▶ WORK REQUIRED
Copy out, exactly, the first line of the entries below and every line after it through the one containing "descriptors operate on.".

[Stored data]
::::::

use crate::bitarray::BitArray;
use crate::types::SszType;
use crate::value::Value;
use crate::{Error, ErrorKind};
use ethereum_types::H256;
use std::marker::PhantomData;

/// Conversion between a host Rust type and the dynamic [`Value`]
/// representation descriptors operate on.
pub trait SszValue: Sized {
    fn to_value(&self) -> Value;

    fn from_value(value: Value) -> Result<Self, Error>;
}

impl SszValue for bool {
    fn to_value(&self) -> Value {
        Value::Bool(*self)
    }

    fn from_value(value: Value) -> Result<Self, Error> {
        Ok(value.expect_bool()?)
    }
}

macro_rules! ssz_value_for_uint {
    ($($type_ident: ty),*) => { $(
        impl SszValue for $type_ident {
            fn to_value(&self) -> Value {
                Value::Uint(u64::from(*self))
            }

            fn from_value(value: Value) -> Result<Self, Error> {
                let raw = value.expect_uint()?;
                if raw > u64::from(<$type_ident>::max_value()) {
                    return Err(ErrorKind::OutOfRange {
                        value: raw,
                        max: u64::from(<$type_ident>::max_value()),
                    }
                    .into());
                }
                Ok(raw as $type_ident)
            }
        }
    )* };
}

ssz_value_for_uint!(u8, u16, u32);

impl SszValue for u64 {
    fn to_value(&self) -> Value {
        Value::Uint(*self)
    }

    fn from_value(value: Value) -> Result<Self, Error> {
        Ok(value.expect_uint()?)
    }
}

impl SszValue for Vec<u8> {
    fn to_value(&self) -> Value {
        Value::Bytes(self.clone())
    }

    fn from_value(value: Value) -> Result<Self, Error> {
        Ok(value.expect_bytes()?.to_vec())
    }
}

impl SszValue for BitArray {
    fn to_value(&self) -> Value {
        Value::Bits(self.clone())
    }

    fn from_value(value: Value) -> Result<Self, Error> {
        Ok(value.expect_bits()?.clone())
    }
}

// A generic `Vec<T>` impl would overlap the `Vec<u8>` byte impl, so
// the u64 sequence is provided directly.
impl SszValue for Vec<u64> {
    fn to_value(&self) -> Value {
        Value::Sequence(self.iter().map(u64::to_value).collect())
    }

    fn from_value(value: Value) -> Result<Self, Error> {
        value
            .expect_sequence()?
            .iter()
            .map(|v| u64::from_value(v.clone()))
            .collect()
    }
}

/// A descriptor paired with the host type its values convert to,
/// so call sites serialize and deserialize `T` directly instead of
/// threading `Value`s around.
pub struct Typed<T> {
    ty: SszType,
    _phantom: PhantomData<T>,
}

impl<T: SszValue> Typed<T> {
    /// Pairs `ty` with `T`.
    ///
    /// The descriptor's default value must convert to `T`, which
    /// catches descriptor/host mismatches at construction instead of
    /// first use.
    pub fn new(ty: SszType) -> Result<Self, Error> {
        T::from_value(ty.default_value()).map_err(|e| e.in_type(ty.name()))?;

        Ok(Self {
            ty,
            _phantom: PhantomData,
        })
    }

    pub fn ssz_type(&self) -> &SszType {
        &self.ty
    }

    pub fn default_value(&self) -> T {
        T::from_value(self.ty.default_value())
            .expect("default conversion is validated at construction")
    }

    pub fn size(&self, value: &T) -> Result<usize, Error> {
        self.ty.size(&value.to_value())
    }

    pub fn serialize(&self, value: &T) -> Result<Vec<u8>, Error> {
        self.ty.serialize(&value.to_value())
    }

    pub fn deserialize(&self, bytes: &[u8]) -> Result<T, Error> {
        T::from_value(self.ty.deserialize(bytes)?).map_err(|e| e.in_type(self.ty.name()))
    }

    pub fn hash_tree_root(&self, value: &T) -> Result<H256, Error> {
        self.ty.hash_tree_root(&value.to_value())
    }
}

#[cfg(test)]
mod tests {
    use super::*;

    #[test]
    fn test_typed_uint_round_trip() {
        let ty: Typed<u16> = Typed::new(SszType::uint16()).unwrap();

        let bytes = ty.serialize(&0x0102).unwrap();
        assert_eq!(bytes, vec![0x02, 0x01]);
        assert_eq!(ty.deserialize(&bytes).unwrap(), 0x0102);
        assert_eq!(ty.default_value(), 0);
    }

    #[test]
    fn test_typed_byte_list() {
        let ty: Typed<Vec<u8>> = Typed::new(SszType::byte_list(8).unwrap()).unwrap();

        let bytes = ty.serialize(&vec![1, 2, 3]).unwrap();
        assert_eq!(ty.deserialize(&bytes).unwrap(), vec![1, 2, 3]);
    }

    #[test]
    fn test_typed_uint_sequence() {
        let ty: Typed<Vec<u64>> = Typed::new(SszType::list(SszType::uint64(), 8).unwrap()).unwrap();

        let bytes = ty.serialize(&vec![5, 6]).unwrap();
        assert_eq!(ty.deserialize(&bytes).unwrap(), vec![5, 6]);
    }

    #[test]
    fn test_typed_rejects_mismatched_host_type() {
        assert!(Typed::<bool>::new(SszType::uint16()).is_err());
        assert!(Typed::<Vec<u8>>::new(SszType::bool()).is_err());
    }

    #[test]
    fn test_narrowing_conversion_checks_range() {
        let err = u8::from_value(Value::Uint(300)).unwrap_err();
        assert_eq!(err.kind(), &ErrorKind::OutOfRange { value: 300, max: 255 });
    }
}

::::::

▶ TASK SOLUTION
use crate::bitarray::BitArray;
use crate::types::SszType;
use crate::value::Value;
use crate::{Error, ErrorKind};
use ethereum_types::H256;
use std::marker::PhantomData;

/// Conversion between a host Rust type and the dynamic [`Value`]
/// representation descriptors operate on.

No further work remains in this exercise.